With all of his talents, Jefferson also had a paradoxical side, as showcased superbly in Joseph Ellis’ masterwork, American Sphinx: The Character of Thomas Jefferson. Jefferson had an uncanny ability to hold two almost diametrically opposed notions in mind simultaneously without the sort of cognitive dissonance this would provoke for most people. The dark side of this contradiction is tragically underscored as he famously decried the great evil of chattel slavery yet throughout his lifetime owned some two hundred human beings and likely fathered a half-dozen children by one of them. Despite his obvious admiration for his subject, McLaughlin hardly gives Jefferson a pass in this regard, devoting an exceptional chapter entitled “To Possess Living Souls,” to this great incongruity. As McLaughlin and the tour guides these days at Monticello make incontrovertibly clear, it was primarily the labor of African-American slaves that built Monticello, and their master was the great statesman who wrote that “All men are created equal.” The author makes clear that while Jefferson was not a cruel master, and that he seemed to genuinely care for the welfare of his “property,” human slavery in itself is a cruelty. Moreover, slaves were whipped at Monticello, as on other plantations, and those who did not fall into line were sold away from their families to distant lands. Although this book was published in 1988, before DNA evidence seems to have settled the argument about rumors of the long liaison between Jefferson and Sally Hemings, McLaughlin implies that he takes this for fact and repeatedly points to the special treatment members of the Hemings family received at Monticello. On her deathbed, Jefferson promised his wife Martha (“Patty”) that he would never again wed, but this pledge did not stop him apparently from begetting some six children with (ironically!) Martha’s much younger mulatto half-sister, Sally. For all of his accomplishments, this paradox of Jefferson as slave-owner will forever leave an indelible stain on the great man’s reputation.

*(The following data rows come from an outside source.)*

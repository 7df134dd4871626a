//! Pivot table CLI
//!
//! Command-line tool for building keyword rank pivot tables from monthly
//! search term exports and keeping them up to date.

use clap::{Parser, Subcommand};
use pivot_core::{
    combine_monthly, scan_data_root, Config, MergeReport, ScanResult, TableManager, WideTable,
};
use std::path::{Path, PathBuf};
use tracing_subscriber::EnvFilter;

#[derive(Parser)]
#[command(name = "pivot-cli")]
#[command(about = "Keyword rank pivot table builder", long_about = None)]
#[command(version)]
struct Cli {
    /// Config file (JSON)
    #[arg(long, global = true)]
    config: Option<PathBuf>,

    /// Data root containing <country>/<category>/<file>.csv
    #[arg(long, global = true)]
    data_root: Option<PathBuf>,

    /// Output directory for tables and metadata
    #[arg(long, global = true)]
    output_dir: Option<PathBuf>,

    #[command(subcommand)]
    command: Commands,
}

#[derive(Subcommand)]
enum Commands {
    /// Scan the data root and list countries, categories and files
    Scan {
        /// Show the files of each category
        #[arg(short, long)]
        verbose: bool,
    },

    /// Create a country's table from an anchor file
    Create {
        /// Country name as it appears in the data root
        #[arg(short, long)]
        country: String,

        /// Anchor category
        #[arg(long)]
        category: String,

        /// Anchor file (Search Term plus one column per month)
        #[arg(short, long)]
        anchor: PathBuf,
    },

    /// Add a new category to a table
    AddCategory {
        #[arg(short, long)]
        country: String,

        #[arg(long)]
        category: String,

        /// Monthly files; defaults to the category's files in the data root
        #[arg(short, long)]
        files: Vec<PathBuf>,
    },

    /// Add new months for a category already in the table
    AddMonths {
        #[arg(short, long)]
        country: String,

        #[arg(long)]
        category: String,

        /// Monthly files
        #[arg(short, long, required = true)]
        files: Vec<PathBuf>,
    },

    /// Add every monthly file of a category found in the data root
    Expand {
        #[arg(short, long)]
        country: String,

        #[arg(long)]
        category: String,
    },

    /// Compare the data root with the table and print an update report
    Analyze {
        #[arg(short, long)]
        country: String,

        /// Print the analysis as JSON
        #[arg(long)]
        json: bool,
    },

    /// Merge all new months and categories found in the data root
    Update {
        #[arg(short, long)]
        country: String,

        /// Only show what would be merged
        #[arg(long)]
        dry_run: bool,
    },

    /// Record unmerged files and show processing status
    Status {
        #[arg(short, long)]
        country: String,
    },

    /// Show table dimensions, categories and months
    Info {
        #[arg(short, long)]
        country: String,
    },

    /// Print the table
    Show {
        #[arg(short, long)]
        country: String,

        /// Maximum number of rows to display
        #[arg(short, long)]
        limit: Option<usize>,

        /// Columns to display (comma-separated)
        #[arg(long)]
        columns: Option<String>,
    },

    /// Combine monthly exports into one anchor file
    Combine {
        /// Monthly files; defaults to the category's files in the data root
        #[arg(short, long)]
        files: Vec<PathBuf>,

        /// Country to take files from when none are given
        #[arg(long, requires = "category")]
        country: Option<String>,

        /// Category to take files from when none are given
        #[arg(long, requires = "country")]
        category: Option<String>,

        /// Output file
        #[arg(short, long)]
        output: PathBuf,

        /// Drop ranks above this value; defaults to the config value
        #[arg(long)]
        max_rank: Option<i64>,
    },

    /// Write a config file template
    InitConfig {
        /// Output path for the config file
        #[arg(short, long)]
        output: PathBuf,
    },
}

fn main() {
    init_tracing();
    if let Err(e) = run() {
        eprintln!("Error: {}", e);
        std::process::exit(1);
    }
}

fn init_tracing() {
    let filter = EnvFilter::try_from_default_env().unwrap_or_else(|_| EnvFilter::new("info"));
    tracing_subscriber::fmt()
        .with_env_filter(filter)
        .with_target(false)
        .with_writer(std::io::stderr)
        .init();
}

fn run() -> pivot_core::Result<()> {
    let cli = Cli::parse();

    let mut config = match &cli.config {
        Some(path) => Config::load(path)?,
        None => Config::default(),
    };
    if let Some(root) = cli.data_root {
        config.data_root = root;
    }
    if let Some(dir) = cli.output_dir {
        config.output_dir = dir;
    }

    match cli.command {
        Commands::Scan { verbose } => cmd_scan(&config, verbose),
        Commands::Create {
            country,
            category,
            anchor,
        } => cmd_create(config, &country, &category, &anchor),
        Commands::AddCategory {
            country,
            category,
            files,
        } => cmd_add_category(config, &country, &category, files),
        Commands::AddMonths {
            country,
            category,
            files,
        } => cmd_add_months(config, &country, &category, &files),
        Commands::Expand { country, category } => cmd_expand(config, &country, &category),
        Commands::Analyze { country, json } => cmd_analyze(config, &country, json),
        Commands::Update { country, dry_run } => cmd_update(config, &country, dry_run),
        Commands::Status { country } => cmd_status(config, &country),
        Commands::Info { country } => cmd_info(config, &country),
        Commands::Show {
            country,
            limit,
            columns,
        } => cmd_show(config, &country, limit, columns),
        Commands::Combine {
            files,
            country,
            category,
            output,
            max_rank,
        } => cmd_combine(&config, files, country.zip(category), &output, max_rank),
        Commands::InitConfig { output } => cmd_init_config(&config, &output),
    }
}

fn scan(config: &Config) -> pivot_core::Result<ScanResult> {
    scan_data_root(&config.data_root)
}

fn print_report(report: &MergeReport) {
    println!("Category: {}", report.category);
    println!("  {} files merged, {} skipped", report.merged_files.len(), report.skipped_files.len());
    for (path, reason) in &report.skipped_files {
        println!("    - {}: {}", path.display(), reason);
    }
    if !report.months_added.is_empty() {
        println!("  Months added: {}", report.months_added.join(", "));
    }
    println!("  Rows added: {}", report.rows_added);
    if report.rows_skipped > 0 {
        println!("  Malformed rows skipped: {}", report.rows_skipped);
    }
    println!("  Table: {} rows x {} columns", report.shape.0, report.shape.1);
}

fn cmd_scan(config: &Config, verbose: bool) -> pivot_core::Result<()> {
    let result = scan(config)?;

    println!("Scanned {}", result.root.display());
    println!(
        "Found {} files in {} countries",
        result.total_files,
        result.countries.len()
    );
    println!();

    for (country, country_scan) in &result.countries {
        println!("{}", country);
        for (category, files) in &country_scan.categories {
            println!("  {} ({} files)", category, files.len());
            if verbose {
                for file in files {
                    println!("    {}", file.display());
                }
            }
        }
    }

    Ok(())
}

fn cmd_create(config: Config, country: &str, category: &str, anchor: &Path) -> pivot_core::Result<()> {
    let mut manager = TableManager::open(config, country)?;
    let report = manager.create_from_anchor(category, anchor)?;
    print_report(&report);
    println!("Saved to {}", manager.table_path().display());
    Ok(())
}

fn cmd_add_category(
    config: Config,
    country: &str,
    category: &str,
    files: Vec<PathBuf>,
) -> pivot_core::Result<()> {
    let files = if files.is_empty() {
        let result = scan(&config)?;
        result
            .find_country(country)
            .ok_or_else(|| pivot_core::Error::CountryNotFound(country.to_string()))?
            .monthly_files(category)
    } else {
        files
    };

    let mut manager = TableManager::open(config, country)?;
    let report = manager.add_category(category, &files)?;
    print_report(&report);
    Ok(())
}

fn cmd_add_months(config: Config, country: &str, category: &str, files: &[PathBuf]) -> pivot_core::Result<()> {
    let mut manager = TableManager::open(config, country)?;
    let report = manager.add_months(category, files)?;
    print_report(&report);
    Ok(())
}

fn cmd_expand(config: Config, country: &str, category: &str) -> pivot_core::Result<()> {
    let result = scan(&config)?;
    let mut manager = TableManager::open(config, country)?;
    let report = manager.expand_months(&result, category)?;
    print_report(&report);
    Ok(())
}

fn cmd_analyze(config: Config, country: &str, json: bool) -> pivot_core::Result<()> {
    let result = scan(&config)?;
    let manager = TableManager::open(config, country)?;
    let report = manager.report(&result)?;

    if json {
        println!("{}", serde_json::to_string_pretty(&report.analysis)?);
    } else {
        println!("{}", report);
    }
    Ok(())
}

fn cmd_update(config: Config, country: &str, dry_run: bool) -> pivot_core::Result<()> {
    let result = scan(&config)?;
    let mut manager = TableManager::open(config, country)?;
    let outcome = manager.update(&result, dry_run)?;

    if outcome.dry_run {
        println!("{}", manager.report(&result)?);
        return Ok(());
    }

    if outcome.reports.is_empty() {
        println!("No new data detected, table is current");
    }
    for report in &outcome.reports {
        print_report(report);
        println!();
    }
    for category in &outcome.skipped_categories {
        println!("Skipped new category '{}': no monthly files", category);
    }
    Ok(())
}

fn cmd_status(config: Config, country: &str) -> pivot_core::Result<()> {
    let result = scan(&config)?;
    let mut manager = TableManager::open(config, country)?;
    let status = manager.refresh_status(&result)?;
    let summary = manager.processing_summary();

    println!("Processing status for {}", country);
    println!(
        "  {} of {} categories processed ({:.1}%)",
        summary.processed.len(),
        summary.total_categories,
        summary.completion_percentage
    );
    for name in &summary.processed {
        let record = manager.schema().category(name);
        let files = record.map(|r| r.processed_files.len()).unwrap_or_default();
        let keywords = record.map(|r| r.keyword_count).unwrap_or_default();
        println!("  [processed] {} ({} files, {} keywords)", name, files, keywords);
    }
    for name in &summary.pending {
        println!("  [pending]   {}", name);
    }

    if !status.pending_files.is_empty() {
        println!();
        println!("Files not yet merged:");
        for (category, files) in &status.pending_files {
            println!("  {} ({} files)", category, files.len());
            for file in files {
                println!("    {}", file);
            }
        }
    }
    if !status.new_categories.is_empty() {
        println!();
        println!("Categories not in the table: {}", status.new_categories.join(", "));
    }
    Ok(())
}

fn cmd_info(config: Config, country: &str) -> pivot_core::Result<()> {
    let manager = TableManager::open(config, country)?;
    println!("{}", manager.info());
    Ok(())
}

fn cmd_show(
    config: Config,
    country: &str,
    limit: Option<usize>,
    columns: Option<String>,
) -> pivot_core::Result<()> {
    let manager = TableManager::open(config, country)?;
    let table: &WideTable = manager
        .table()
        .ok_or_else(|| pivot_core::Error::TableMissing(country.to_string()))?;

    // Filter columns if requested
    let col_filter: Option<Vec<&str>> = columns.as_ref().map(|c| c.split(',').collect());
    let display_cols: Vec<usize> = table
        .columns()
        .iter()
        .enumerate()
        .filter(|(_, name)| {
            col_filter
                .as_ref()
                .map_or(true, |f| f.contains(&name.as_str()))
        })
        .map(|(i, _)| i)
        .collect();

    // Print header
    let mut header = vec!["Search Term"];
    header.extend(display_cols.iter().map(|&i| table.columns()[i].as_str()));
    println!("{}", header.join("\t"));
    println!("{}", "-".repeat(header.len() * 12));

    // Print rows
    let row_limit = limit.unwrap_or(table.row_count());
    for row in table.rows().iter().take(row_limit) {
        let mut values = vec![row.term.clone()];
        values.extend(
            display_cols
                .iter()
                .map(|&i| row.get(i).map(|v| v.to_string()).unwrap_or_default()),
        );
        println!("{}", values.join("\t"));
    }

    if table.row_count() > row_limit {
        println!("... ({} more rows)", table.row_count() - row_limit);
    }

    Ok(())
}

fn cmd_combine(
    config: &Config,
    files: Vec<PathBuf>,
    source: Option<(String, String)>,
    output: &Path,
    max_rank: Option<i64>,
) -> pivot_core::Result<()> {
    let files = match source {
        Some((country, category)) if files.is_empty() => {
            let result = scan(config)?;
            result
                .find_country(&country)
                .ok_or(pivot_core::Error::CountryNotFound(country))?
                .monthly_files(&category)
        }
        _ => files,
    };
    if files.is_empty() {
        println!("No monthly files given");
        return Ok(());
    }

    let max_rank = max_rank.unwrap_or(config.max_rank);
    let Some(combined) = combine_monthly(&files, max_rank) else {
        println!("No usable monthly files among {} given", files.len());
        return Ok(());
    };

    for month in &combined.months {
        println!(
            "  {}: {} terms ({} above rank {} removed)",
            month.month, month.terms, month.filtered, max_rank
        );
    }
    for (path, reason) in &combined.skipped {
        println!("  skipped {}: {}", path.display(), reason);
    }

    combined.save(output)?;
    println!(
        "Combined {} months into {} ({} terms, base month {})",
        combined.months.len(),
        output.display(),
        combined.table.row_count(),
        combined.base_month
    );
    Ok(())
}

fn cmd_init_config(config: &Config, output: &Path) -> pivot_core::Result<()> {
    config.save(output)?;
    println!("Created config file: {}", output.display());
    println!();
    println!("Edit the file to point at your data, then run:");
    println!("  pivot-cli --config {} scan", output.display());
    Ok(())
}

Jefferson and Monticello, which was nominated for both the Pulitzer Prize and the National Book Award, is one of the finest books I have read in some time on a variety of levels. Sadly, Jack McLaughlin died very recently (in November 2015, at eighty-nine years old) so I could not share my praise of this wonderful volume with him. Still, his work lives on. I highly recommend this book to all who seek a greater understanding of Jefferson, of American history, and of architecture. And be sure to visit Monticello, because in that ancient homestead a part of Thomas Jefferson still thrives.